Residuals vs Fitted: The Residuals vs Fitted values is used to check the linear model assumptions. A horizontal line, without distinct patterns is an indication for a linear relationship, what is good.
Residuals vs Predictor: This plot works just like the The Residuals vs Fitted plot. A random pattern around the horizontal line indicates that a linear model provides a decent fit to the data.
Normal Q-Q: This visualization is used to examine whether the residuals are normally distributed. If linearity is not met, we would expect very large/small residuals. To assess the assumption of linearity we must ensure that the residuals are not too far away from 0. The closer the residual points follow the straight dashed line the better.
Scale-Location: This is used to check the homogeneity of variance of the residuals (homoscedasticity). Horizontal line with equally spread points is a good indication of homoscedasticity.

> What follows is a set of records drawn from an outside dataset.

//! Winning-shape detection over 34-kind count vectors.
//!
//! Three families are recognized: four sets and a pair (with any number of
//! sets already called away), seven distinct pairs, and thirteen orphans.
//! Every probe takes its input by reference and works on a local copy.

use crate::tile::{JIHAI_START, NUM_SUIT_TILES, TERMINALS_AND_HONORS};
use crate::types::TileCounts;

type SuitCounts = [u8; NUM_SUIT_TILES];

fn suit_slice(h: &TileCounts, suit: usize) -> SuitCounts {
    let mut out = [0u8; NUM_SUIT_TILES];
    out.copy_from_slice(&h[suit * NUM_SUIT_TILES..(suit + 1) * NUM_SUIT_TILES]);
    out
}

/// `true` if the nine counts of one suit split entirely into runs and
/// triplets.
///
/// Greedy carry scan: whatever is left of the lowest rank after taking
/// triplets must start runs, so it is subtracted from the next two ranks.
pub fn decomposes_to_runs_and_triplets(h: &SuitCounts) -> bool {
    let (mut a, mut b) = (h[0], h[1]);
    for &c in &h[2..] {
        let r = a % 3;
        if b < r || c < r {
            return false;
        }
        a = b - r;
        b = c - r;
    }
    a % 3 == 0 && b % 3 == 0
}

/// `true` if one pair can be taken from the suit and the rest decomposes.
///
/// The rank sum of a decomposable suit is divisible by 3, so the pair rank
/// `p` must satisfy `2p ≡ Σ i·h[i] (mod 3)`, i.e. `p ≡ 2·Σ i·h[i]`.
pub fn has_pair_and_decomposes(h: &SuitCounts) -> bool {
    let s: u32 = h.iter().enumerate().map(|(i, &c)| i as u32 * u32::from(c)).sum();
    let first = (s * 2 % 3) as usize;
    (first..NUM_SUIT_TILES).step_by(3).any(|p| {
        if h[p] < 2 {
            return false;
        }
        let mut rest = *h;
        rest[p] -= 2;
        decomposes_to_runs_and_triplets(&rest)
    })
}

/// Sets-and-a-pair shape. Works for any concealed size of the form 3n+2.
pub fn is_standard(h: &TileCounts) -> bool {
    // Which group holds the pair: 0-2 for a suit, 3 for the honors.
    let mut head: Option<usize> = None;
    let mut claim = |group: usize| -> bool {
        if head.is_some() {
            return false;
        }
        head = Some(group);
        true
    };

    for suit in 0..3 {
        let total: u32 = suit_slice(h, suit).iter().map(|&c| u32::from(c)).sum();
        match total % 3 {
            1 => return false,
            2 if !claim(suit) => return false,
            _ => {}
        }
    }
    for &c in &h[JIHAI_START as usize..] {
        match c % 3 {
            1 => return false,
            2 if !claim(3) => return false,
            _ => {}
        }
    }

    let Some(head) = head else {
        return false;
    };
    (0..3).all(|suit| {
        let counts = suit_slice(h, suit);
        if suit == head {
            has_pair_and_decomposes(&counts)
        } else {
            decomposes_to_runs_and_triplets(&counts)
        }
    })
}

/// Exactly seven kinds held twice, nothing else.
pub fn is_seven_pairs(h: &TileCounts) -> bool {
    h.iter().all(|&c| c == 0 || c == 2) && h.iter().filter(|&&c| c == 2).count() == 7
}

/// One of each terminal and honor plus one duplicate among them.
pub fn is_thirteen_orphans(h: &TileCounts) -> bool {
    let mut total = 0u32;
    for (k, &c) in h.iter().enumerate() {
        let orphan = TERMINALS_AND_HONORS.contains(&(k as u8));
        if (orphan && c == 0) || (!orphan && c != 0) {
            return false;
        }
        total += u32::from(c);
    }
    total == 14
}

#[inline]
pub fn is_complete(h: &TileCounts) -> bool {
    is_standard(h) || is_seven_pairs(h) || is_thirteen_orphans(h)
}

Residuals vs Leverage: This is used to identify the presence of extreme values that might influence the regression results when included or excluded from the analysis.
yhat=fitted(m2)
resids=resid(m2)
ehat=rstudent(m2)
d1[names(yhat),"yhat"]<-yhat
d1[names(ehat),"ehat"]<-ehat
d1[names(resids),"resids"]<-resids
p1<-ggplot(d1,aes(x=resids)) +
geom_histogram(color="Black",fill="lightcoral")+
labs(title = 'Histogram of Residuals', x = 'Residuals', y = 'Frequency')+
theme(plot.title = element_text(hjust=0.5))
# Add the argument binwidth=0.01 inside geom_histogram
p2<-ggplot(data=d1,mapping=aes(x=sex,y=resids,color=sex)) +
geom_boxplot(color="Black",fill="lightcoral")+
labs(title = 'Boxplot of Residuals', x = 'Sex', y = 'Residuals')+
theme(plot.title = element_text(hjust=0.5))
plot_grid(p1,p2)
## `stat_bin()` using `bins = 30`. Pick better value with `binwidth`.
## Warning: Removed 41 rows containing non-finite values (`stat_bin()`).
## Warning: Removed 41 rows containing non-finite values (`stat_boxplot()`).
#cols <- c("black", "gray20")
p1<-ggplot(d1,aes(x=yhat,y=ehat,shape=sex))+geom_point()+
geom_hline(yintercept=0,linetype="dashed")+
geom_smooth(method = "loess", size = 0.5,colour = "lightcoral")+
labs(x="Fitted values",y="Residuals",title="Residuals vs Fitted")+
theme(plot.title = element_text(hjust=0.5))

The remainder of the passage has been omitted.